- _Task brief_: Up to and including the line with "pub struct Outcome", output the records exactly as they appear.

Provided material Block Start

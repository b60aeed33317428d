#![allow(dead_code)]

use std::env;
use std::fs;
use std::io::Write;
use std::path::{Path, PathBuf};
use std::process::{Command, Stdio};
use std::sync::atomic::{AtomicUsize, Ordering};

static COUNTER: AtomicUsize = AtomicUsize::new(0);

/// A temporary working directory, removed on drop.
pub struct Scratch {
    dir: PathBuf,
}

impl Scratch {
    pub fn new() -> Scratch {
        let dir = env::temp_dir().join(format!(
            "parsnip-test-{}-{}",
            std::process::id(),
            COUNTER.fetch_add(1, Ordering::SeqCst)
        ));
        let _ = fs::remove_dir_all(&dir);
        fs::create_dir_all(&dir).unwrap();
        Scratch { dir }
    }

    pub fn path(&self, name: &str) -> PathBuf {
        self.dir.join(name)
    }

    pub fn read(&self, name: &str) -> String {
        fs::read_to_string(self.path(name)).unwrap()
    }

    pub fn run(&self, script: &str) -> Outcome {
        run_in(&self.dir, script)
    }
}

impl Drop for Scratch {
    fn drop(&mut self) {
        let _ = fs::remove_dir_all(&self.dir);
    }
}

pub struct Outcome {
    pub code: Option<i32>,
    pub stdout: String,
    pub stderr: String,
    pub pid: u32,
}

/// Feeds `script` to the shell on stdin and collects everything it printed.
pub fn run_in(dir: &Path, script: &str) -> Outcome {
    run_bytes_in(dir, script.as_bytes())
}

pub fn run_bytes_in(dir: &Path, script: &[u8]) -> Outcome {
    let mut child = Command::new(env!("CARGO_BIN_EXE_parsnip"))
        .arg("--no-color")
        .current_dir(dir)
        .stdin(Stdio::piped())
        .stdout(Stdio::piped())
        .stderr(Stdio::piped())
        .spawn()
        .unwrap();
    let pid = child.id();
    child
        .stdin
        .take()
        .unwrap()
        .write_all(script)
        .unwrap();
    let output = child.wait_with_output().unwrap();
    Outcome {
        code: output.status.code(),
        stdout: String::from_utf8_lossy(&output.stdout).into_owned(),
        stderr: String::from_utf8_lossy(&output.stderr).into_owned(),
        pid,
    }
}

pub fn run(script: &str) -> Outcome {
    Scratch::new().run(script)
}

pub fn run_bytes(script: &[u8]) -> Outcome {
    let scratch = Scratch::new();
    run_bytes_in(&scratch.dir, script)
}
use std::io;

use log::LevelFilter;

/// Settings the shell is started with. Built once in `main` and handed to
/// the pieces that need it.
#[derive(Debug, Clone)]
pub struct Config {
    /// Prefix of every diagnostic.
    pub name: String,
    pub prompt: String,
    pub color: bool,
    pub level: LevelFilter,
    /// Prompt for input and ignore terminal signals in the shell itself.
    pub interactive: bool,
}

impl Config {
    pub fn new(name: impl Into<String>) -> Self {
        let name = name.into();
        Config {
            prompt: format!("{}$ ", name),
            name,
            color: true,
            level: LevelFilter::Warn,
            interactive: termion::is_tty(&io::stdin()),
        }
    }

    pub fn with_prompt(mut self, prompt: impl Into<String>) -> Self {
        self.prompt = prompt.into();
        self
    }

    pub fn quiet(mut self) -> Self {
        self.level = LevelFilter::Error;
        self
    }

    pub fn verbose(mut self) -> Self {
        self.level = LevelFilter::Debug;
        self
    }

    pub fn without_color(mut self) -> Self {
        self.color = false;
        self
    }
}

impl Default for Config {
    fn default() -> Self {
        Config::new("parsnip")
    }
}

Provided material Block End

- _Answer box_:
repository b60aeed33317428d
#![allow(dead_code)]

use std::env;
use std::fs;
use std::io::Write;
use std::path::{Path, PathBuf};
use std::process::{Command, Stdio};
use std::sync::atomic::{AtomicUsize, Ordering};

static COUNTER: AtomicUsize = AtomicUsize::new(0);

/// A temporary working directory, removed on drop.
pub struct Scratch {
    dir: PathBuf,
}

impl Scratch {
    pub fn new() -> Scratch {
        let dir = env::temp_dir().join(format!(
            "parsnip-test-{}-{}",
            std::process::id(),
            COUNTER.fetch_add(1, Ordering::SeqCst)
        ));
        let _ = fs::remove_dir_all(&dir);
        fs::create_dir_all(&dir).unwrap();
        Scratch { dir }
    }

    pub fn path(&self, name: &str) -> PathBuf {
        self.dir.join(name)
    }

    pub fn read(&self, name: &str) -> String {
        fs::read_to_string(self.path(name)).unwrap()
    }

    pub fn run(&self, script: &str) -> Outcome {
        run_in(&self.dir, script)
    }
}

impl Drop for Scratch {
    fn drop(&mut self) {
        let _ = fs::remove_dir_all(&self.dir);
    }
}

pub struct Outcome {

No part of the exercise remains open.